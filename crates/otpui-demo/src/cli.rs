#![forbid(unsafe_code)]

//! Command-line argument parsing for the demo.
//!
//! Parses args manually (no external dependencies) to keep the binary lean.
//! Supports environment variable overrides via `OTPUI_DEMO_*` prefix.

use std::env;
use std::process;

const VERSION: &str = env!("CARGO_PKG_VERSION");

const HELP_TEXT: &str = "\
otpui-demo — segmented one-time-code input

USAGE:
    otpui-demo [OPTIONS]

OPTIONS:
    --len=N       Number of boxes, 1-12 (default: 4)
    --numeric     Accept ASCII digits only
    --secure      Mask entered characters
    --no-mouse    Disable mouse event capture
    --help, -h    Show this help message
    --version, -V Show version

KEYBINDINGS:
    0-9 a-z ...     Fill the active box and advance
    Left/Right      Move between boxes
    Home/End        Jump to first/last box
    Backspace       Clear the box and step back
    Delete          Clear the box in place
    Enter           Submit the code
    Esc / Ctrl+C    Quit
    Mouse click     Focus a box (click elsewhere to blur)

ENVIRONMENT VARIABLES:
    OTPUI_DEMO_LEN       Override --len
    OTPUI_DEMO_NUMERIC   Set to 1/true to force --numeric
    OTPUI_DEMO_SECURE    Set to 1/true to force --secure
";

const MAX_LEN: usize = 12;

/// Parsed demo options.
#[derive(Debug, Clone, PartialEq, Eq)]
pub struct DemoOptions {
    /// Number of boxes.
    pub len: usize,
    /// Digits-only mode.
    pub numeric: bool,
    /// Mask entered characters.
    pub secure: bool,
    /// Capture mouse events.
    pub mouse: bool,
}

impl Default for DemoOptions {
    fn default() -> Self {
        Self {
            len: 4,
            numeric: false,
            secure: false,
            mouse: true,
        }
    }
}

/// Parse process arguments, exiting on `--help`/`--version`/errors.
pub fn parse_args() -> DemoOptions {
    match parse(env::args().skip(1)) {
        Ok(options) => options,
        Err(ParseOutcome::Help) => {
            print!("{HELP_TEXT}");
            process::exit(0);
        }
        Err(ParseOutcome::Version) => {
            println!("otpui-demo {VERSION}");
            process::exit(0);
        }
        Err(ParseOutcome::Invalid(msg)) => {
            eprintln!("error: {msg}");
            eprintln!("run with --help for usage");
            process::exit(2);
        }
    }
}

/// Non-option parse outcomes.
#[derive(Debug, PartialEq, Eq)]
pub enum ParseOutcome {
    Help,
    Version,
    Invalid(String),
}

fn parse(args: impl Iterator<Item = String>) -> Result<DemoOptions, ParseOutcome> {
    let mut options = DemoOptions::default();

    if let Ok(value) = env::var("OTPUI_DEMO_LEN") {
        options.len = parse_len(&value)?;
    }
    if env_flag("OTPUI_DEMO_NUMERIC") {
        options.numeric = true;
    }
    if env_flag("OTPUI_DEMO_SECURE") {
        options.secure = true;
    }

    for arg in args {
        match arg.as_str() {
            "--help" | "-h" => return Err(ParseOutcome::Help),
            "--version" | "-V" => return Err(ParseOutcome::Version),
            "--numeric" => options.numeric = true,
            "--secure" => options.secure = true,
            "--no-mouse" => options.mouse = false,
            _ => {
                if let Some(value) = arg.strip_prefix("--len=") {
                    options.len = parse_len(value)?;
                } else {
                    return Err(ParseOutcome::Invalid(format!("unknown argument: {arg}")));
                }
            }
        }
    }

    Ok(options)
}

fn parse_len(value: &str) -> Result<usize, ParseOutcome> {
    match value.parse::<usize>() {
        Ok(len) if (1..=MAX_LEN).contains(&len) => Ok(len),
        _ => Err(ParseOutcome::Invalid(format!(
            "--len must be 1-{MAX_LEN}, got {value:?}"
        ))),
    }
}

fn env_flag(name: &str) -> bool {
    env::var(name).is_ok_and(|v| matches!(v.as_str(), "1" | "true" | "yes"))
}

#[cfg(test)]
mod tests {
    use super::*;

    fn parse_vec(args: &[&str]) -> Result<DemoOptions, ParseOutcome> {
        parse(args.iter().map(|s| (*s).to_string()))
    }

    #[test]
    fn defaults_without_args() {
        let options = parse_vec(&[]).expect("empty args parse");
        assert_eq!(options, DemoOptions::default());
    }

    #[test]
    fn parses_len() {
        let options = parse_vec(&["--len=6"]).expect("--len=6 parses");
        assert_eq!(options.len, 6);
    }

    #[test]
    fn rejects_bad_len() {
        assert!(matches!(
            parse_vec(&["--len=0"]),
            Err(ParseOutcome::Invalid(_))
        ));
        assert!(matches!(
            parse_vec(&["--len=99"]),
            Err(ParseOutcome::Invalid(_))
        ));
        assert!(matches!(
            parse_vec(&["--len=abc"]),
            Err(ParseOutcome::Invalid(_))
        ));
    }

    #[test]
    fn parses_flags() {
        let options =
            parse_vec(&["--numeric", "--secure", "--no-mouse"]).expect("flags parse");
        assert!(options.numeric);
        assert!(options.secure);
        assert!(!options.mouse);
    }

    #[test]
    fn help_and_version_short_circuit() {
        assert_eq!(parse_vec(&["--help"]), Err(ParseOutcome::Help));
        assert_eq!(parse_vec(&["-V"]), Err(ParseOutcome::Version));
    }

    #[test]
    fn unknown_argument_is_invalid() {
        assert!(matches!(
            parse_vec(&["--frobnicate"]),
            Err(ParseOutcome::Invalid(_))
        ));
    }
}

··········

# What you have to do
What is needed is every line of the records that contains the word "entered".

# Your solution
    --secure      Mask entered characters
    /// Mask entered characters.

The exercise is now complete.